Quote Originally Posted by PanzerJaeger View Post
You're deflecting.

I said that describing the camps as punishment camps was a true statement.

You said that the statement was false because they were also death camps.

I explained that death was one punishment Jews were forced to endure. Therefore, the description was accurate.

Whether the Jews deserved to be punished has no bearing on the description, and no one is making that argument - or comparing legal systems. To describe the camps as "punishment camps" in no way discounts what the Jews experienced; and is, in fact, more severe than the term "concentration".
They were death camps. Deserving has everything to do with it because punishment is viewed as actions taken for justice after a crime. Punishment is viewed as a penalty for wrongdoing.

It is not a more severe term than "concentration camps", because everyone knows what concentration camps means. Calling them anything other than that or death camps is an attempt to hide what they really are. An attempt to gloss over evil.

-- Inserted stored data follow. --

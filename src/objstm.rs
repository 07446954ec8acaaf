//! Object streams (PDF 1.5+).
//!
//! Object streams (/Type /ObjStm) store many indirect objects in the payload
//! of a single stream. [`ObjectStream`] reads them (via [`ObjectStream::parse_stream`])
//! and writes them (via [`ObjectStream::write_objects`]) on top of the generic
//! [`Dictionary`] machinery.
//!
//! # Format
//!
//! ```text
//! << /Type /ObjStm
//!    /N 2              % Number of objects in stream
//!    /First 8          % Byte offset of the first object
//! >>
//! stream
//! 1 0 5 2              % Pairs: (obj_num, offset relative to /First)
//! 5 [1 2]              % Object 1 at offset 0, object 5 at offset 2
//! endstream
//! ```
//!
//! Only generation-0 objects can live in an object stream, and the stream
//! itself must have generation 0.

use crate::config::ObjectStreamConfig;
use crate::decoders;
use crate::dictionary::Dictionary;
use crate::document::{Document, Revision};
use crate::error::{Error, Result};
use crate::lexer::is_whitespace;
use crate::object::{Dict, Object, ObjectHandle, ObjectKind, ObjectRef, PdfObject};
use crate::parser::parse_value;
use crate::schema::{object_stream_type, Reporter};
use crate::serializer::ObjectSerializer;
use bytes::Bytes;
use std::collections::HashMap;

/// An object waiting to be written into an object stream.
#[derive(Debug, Clone)]
pub enum StagedObject {
    /// Looked up in the revision at write time
    Reference(ObjectRef),
    /// Held directly; must carry an identity
    Object(ObjectHandle),
}

impl StagedObject {
    /// Identity of the staged object, if it has one.
    pub fn identity(&self) -> Option<ObjectRef> {
        match self {
            StagedObject::Reference(r) => Some(*r),
            StagedObject::Object(handle) => handle.try_borrow().ok().and_then(|o| o.oid),
        }
    }
}

impl From<ObjectRef> for StagedObject {
    fn from(r: ObjectRef) -> Self {
        StagedObject::Reference(r)
    }
}

impl From<ObjectHandle> for StagedObject {
    fn from(handle: ObjectHandle) -> Self {
        StagedObject::Object(handle)
    }
}

/// Decoded contents of an object stream.
///
/// `numbers[i]` is the object number of the i-th object and `offsets[i]` its
/// offset into `payload` (the bytes after `/First`).
#[derive(Debug, Clone, PartialEq)]
pub struct ObjectStreamData {
    payload: Bytes,
    numbers: Vec<u32>,
    offsets: Vec<usize>,
}

impl ObjectStreamData {
    /// Build a view over `payload`.
    ///
    /// # Errors
    ///
    /// [`Error::MalformedObjectStream`] if the tables differ in length.
    ///
    /// # Example
    ///
    /// ```
    /// use pdf_objmodel::objstm::ObjectStreamData;
    /// use pdf_objmodel::object::Object;
    ///
    /// let data = ObjectStreamData::new("5 [1 2]", vec![1, 5], vec![0, 2]).unwrap();
    /// assert_eq!(data.object_by_index(0).unwrap(), (Object::Integer(5), 1));
    /// assert!(data.object_by_index(2).is_err());
    /// ```
    pub fn new(payload: impl Into<Bytes>, numbers: Vec<u32>, offsets: Vec<usize>) -> Result<Self> {
        if numbers.len() != offsets.len() {
            return Err(Error::MalformedObjectStream(format!(
                "{} object numbers but {} offsets",
                numbers.len(),
                offsets.len()
            )));
        }
        Ok(Self {
            payload: payload.into(),
            numbers,
            offsets,
        })
    }

    /// Number of objects.
    pub fn len(&self) -> usize {
        self.numbers.len()
    }

    /// Whether the stream holds no objects.
    pub fn is_empty(&self) -> bool {
        self.numbers.is_empty()
    }

    /// Object numbers in stream order.
    pub fn numbers(&self) -> &[u32] {
        &self.numbers
    }

    /// Offsets relative to `/First`, in stream order.
    pub fn offsets(&self) -> &[usize] {
        &self.offsets
    }

    /// Bytes after `/First`.
    pub fn payload(&self) -> &[u8] {
        &self.payload
    }

    /// The `index`-th object and its object number.
    ///
    /// The object is parsed from its offset up to the next object's offset
    /// (or the end of the payload).
    ///
    /// # Errors
    ///
    /// [`Error::IndexOutOfRange`] unless `index < len()`;
    /// [`Error::MalformedObjectStream`] for offsets outside the payload;
    /// [`Error::ParseError`] if the object bytes do not parse.
    pub fn object_by_index(&self, index: usize) -> Result<(Object, u32)> {
        if index >= self.len() {
            return Err(Error::IndexOutOfRange {
                index,
                len: self.len(),
            });
        }
        let start = self.offsets[index];
        let end = self
            .offsets
            .get(index + 1)
            .copied()
            .unwrap_or(self.payload.len());
        if start > end || end > self.payload.len() {
            return Err(Error::MalformedObjectStream(format!(
                "object {} spans {}..{} outside payload of {} bytes",
                self.numbers[index],
                start,
                end,
                self.payload.len()
            )));
        }
        let value = parse_value(&self.payload[start..end])?;
        Ok((value, self.numbers[index]))
    }

    /// Objects in stream order.
    pub fn iter(&self) -> impl Iterator<Item = Result<(Object, u32)>> + '_ {
        (0..self.len()).map(move |i| self.object_by_index(i))
    }

    /// Object number → object.
    ///
    /// Objects that fail to parse are skipped with a warning.
    pub fn to_map(&self) -> HashMap<u32, Object> {
        let mut result = HashMap::with_capacity(self.len());
        for (index, entry) in self.iter().enumerate() {
            match entry {
                Ok((value, number)) => {
                    result.insert(number, value);
                },
                Err(e) => {
                    log::warn!("Failed to parse object at index {} of object stream: {}", index, e);
                },
            }
        }
        result
    }
}

/// An object stream: a stream dictionary of type `ObjStm`, the objects staged
/// for the next write, and the decoded contents once parsed.
#[derive(Debug, Clone)]
pub struct ObjectStream {
    dict: Dictionary,
    staged: Vec<StagedObject>,
    data: Option<ObjectStreamData>,
}
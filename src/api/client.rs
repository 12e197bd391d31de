use async_trait::async_trait;
use reqwest::{Method, RequestBuilder};
use serde::Serialize;
use serde::de::DeserializeOwned;

use super::{
    Credentials, Envelope, Profile, RefreshRequest, ResourceKind, ResourcePath, StatusMessages,
    TokenResponse,
};
use crate::audit_program::AuditProgram;
use crate::config::ApiConfig;
use crate::{ClientError, SecretString};

const LOGIN_PATH: &str = "auth/login";
const PROFILE_PATH: &str = "auth/profile";
const REFRESH_PATH: &str = "auth/refresh";

/// Authentication endpoints the session depends on.
///
/// [`ApiClient`] is the HTTP implementation; `MockAuthApi` (behind the `mocks`
/// feature) lets the session monitor be exercised without a server.
#[async_trait]
pub trait AuthApi: Send + Sync {
    /// Exchanges credentials for a bearer token.
    async fn login(&self, credentials: &Credentials) -> Result<SecretString, ClientError>;

    /// Fetches the signed-in user's profile, including permissions.
    async fn fetch_profile(&self, token: &SecretString) -> Result<Profile, ClientError>;

    /// Exchanges the current token for a fresh one.
    async fn refresh(&self, token: &SecretString) -> Result<SecretString, ClientError>;
}

/// HTTP client for the GRC backend.
///
/// Cheap to clone; clones share the connection pool.
#[derive(Clone)]
pub struct ApiClient {
    http: reqwest::Client,
    base_url: String,
}

impl std::fmt::Debug for ApiClient {
    fn fmt(&self, f: &mut std::fmt::Formatter<'_>) -> std::fmt::Result {
        f.debug_struct("ApiClient")
            .field("base_url", &self.base_url)
            .finish_non_exhaustive()
    }
}

impl ApiClient {
    /// Builds a client from `config`.
    ///
    /// # Errors
    ///
    /// Returns `ClientError::ConfigurationError` if the config is invalid.
    pub fn new(config: &ApiConfig) -> Result<Self, ClientError> {
        config.validate()?;

        let timeout = config
            .request_timeout
            .to_std()
            .map_err(|e| ClientError::ConfigurationError(e.to_string()))?;

        let http = reqwest::Client::builder()
            .timeout(timeout)
            .build()
            .map_err(|e| ClientError::ConfigurationError(e.to_string()))?;

        Ok(Self {
            http,
            base_url: config.base_url.trim_end_matches('/').to_owned(),
        })
    }

    pub fn base_url(&self) -> &str {
        &self.base_url
    }

    fn url(&self, path: &str) -> String {
        format!("{}/{}", self.base_url, path.trim_start_matches('/'))
    }

    fn request(&self, method: Method, path: &str, token: Option<&SecretString>) -> RequestBuilder {
        log::debug!(
            target: "grc_session",
            "msg=\"api request\" method={method} path=\"{path}\""
        );

        let builder = self.http.request(method, self.url(path));
        match token {
            Some(token) => builder.header(reqwest::header::AUTHORIZATION, token.bearer()),
            None => builder,
        }
    }

    async fn execute(
        &self,
        request: RequestBuilder,
        messages: &StatusMessages,
    ) -> Result<reqwest::Response, ClientError> {
        let response = request.send().await.map_err(transport_error)?;
        let status = response.status();

        if !status.is_success() {
            log::warn!(
                target: "grc_session",
                "msg=\"api request failed\" status={}",
                status.as_u16()
            );
            return Err(ClientError::Api {
                status: status.as_u16(),
                message: messages.message_for(status.as_u16()).to_owned(),
            });
        }

        Ok(response)
    }

    async fn execute_json<T: DeserializeOwned>(
        &self,
        request: RequestBuilder,
        messages: &StatusMessages,
    ) -> Result<T, ClientError> {
        self.execute(request, messages)
            .await?
            .json::<T>()
            .await
            .map_err(|e| ClientError::Serialization(e.to_string()))
    }

    /// Lists a collection, passing `query` as URL parameters (filters, paging).
    pub async fn list<T: DeserializeOwned>(
        &self,
        token: &SecretString,
        path: &ResourcePath,
        query: &[(&str, &str)],
    ) -> Result<Envelope<Vec<T>>, ClientError> {
        let request = self.request(Method::GET, path.as_str(), Some(token)).query(query);
        self.execute_json(request, path.messages()).await
    }

    pub async fn get<T: DeserializeOwned>(
        &self,
        token: &SecretString,
        path: &ResourcePath,
    ) -> Result<Envelope<T>, ClientError> {
        let request = self.request(Method::GET, path.as_str(), Some(token));
        self.execute_json(request, path.messages()).await
    }

    pub async fn create<B, T>(
        &self,
        token: &SecretString,
        path: &ResourcePath,
        body: &B,
    ) -> Result<Envelope<T>, ClientError>
    where
        B: Serialize + ?Sized + Sync,
        T: DeserializeOwned,
    {
        let request = self.request(Method::POST, path.as_str(), Some(token)).json(body);
        self.execute_json(request, path.messages()).await
    }

    pub async fn update<B, T>(
        &self,
        token: &SecretString,
        path: &ResourcePath,
        body: &B,
    ) -> Result<Envelope<T>, ClientError>
    where
        B: Serialize + ?Sized + Sync,
        T: DeserializeOwned,
    {
        let request = self.request(Method::PUT, path.as_str(), Some(token)).json(body);
        self.execute_json(request, path.messages()).await
    }

    pub async fn delete(&self, token: &SecretString, path: &ResourcePath) -> Result<(), ClientError> {
        let request = self.request(Method::DELETE, path.as_str(), Some(token));
        self.execute(request, path.messages()).await.map(|_| ())
    }

    /// Fetches a fresh audit-program snapshot for the phase gate.
    pub async fn fetch_audit_program(
        &self,
        token: &SecretString,
        slug: &str,
    ) -> Result<AuditProgram, ClientError> {
        let path = ResourcePath::item(ResourceKind::AuditProgram, slug);
        self.get::<AuditProgram>(token, &path).await.map(|e| e.data)
    }
}

#[async_trait]
impl AuthApi for ApiClient {
    async fn login(&self, credentials: &Credentials) -> Result<SecretString, ClientError> {
        let request = self.request(Method::POST, LOGIN_PATH, None).json(credentials);
        let response: TokenResponse = self.execute_json(request, &StatusMessages::login()).await?;
        Ok(response.token)
    }

    async fn fetch_profile(&self, token: &SecretString) -> Result<Profile, ClientError> {
        let request = self.request(Method::GET, PROFILE_PATH, Some(token));
        self.execute_json(request, &StatusMessages::profile()).await
    }

    async fn refresh(&self, token: &SecretString) -> Result<SecretString, ClientError> {
        let request = self
            .request(Method::POST, REFRESH_PATH, Some(token))
            .json(&RefreshRequest { token });
        let response: TokenResponse = self.execute_json(request, &StatusMessages::refresh()).await?;
        Ok(response.token)
    }
}

fn transport_error(err: reqwest::Error) -> ClientError {
    if err.is_connect() || err.is_timeout() {
        ClientError::Unreachable(err.to_string())
    } else {
        ClientError::Request(err.to_string())
    }
}

#[cfg(test)]
mod tests {
    use super::*;

    #[test]
    fn test_base_url_trailing_slash_trimmed() {
        let client = ApiClient::new(&ApiConfig::new("http://localhost:9000/api/")).unwrap();

        assert_eq!(client.base_url(), "http://localhost:9000/api");
        assert_eq!(client.url("/risks"), "http://localhost:9000/api/risks");
        assert_eq!(client.url("risks/4"), "http://localhost:9000/api/risks/4");
    }

    #[test]
    fn test_invalid_config_rejected() {
        let err = ApiClient::new(&ApiConfig::new("")).unwrap_err();
        assert!(matches!(err, ClientError::ConfigurationError(_)));
    }
}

Ask a Native American about that.. or the citizenry of any number of South American nations.
I never said the government hasn't done evil. But it's the exception to the rule.

To apply descriptors such as "good" and "evil" to entire governments is fundamentally immature and almost always indefensible when taken apart. Governments, by nature, are amoral constructs. The US government and the Nazi government were alike in that they were both concerned first and foremost with furthering their own interests.

"Evil" is more appropriately used to describe individuals, and there were many Nazis that would fit that description. No one thinks otherwise.
Immature?

The Nazi government was headed by Hitler, an evil man. It was filled with evil people and carried out evil purposes. It is not an amoral construct, but a construct to further inflict evil on people. It is nearly alone among governments in history in that regard.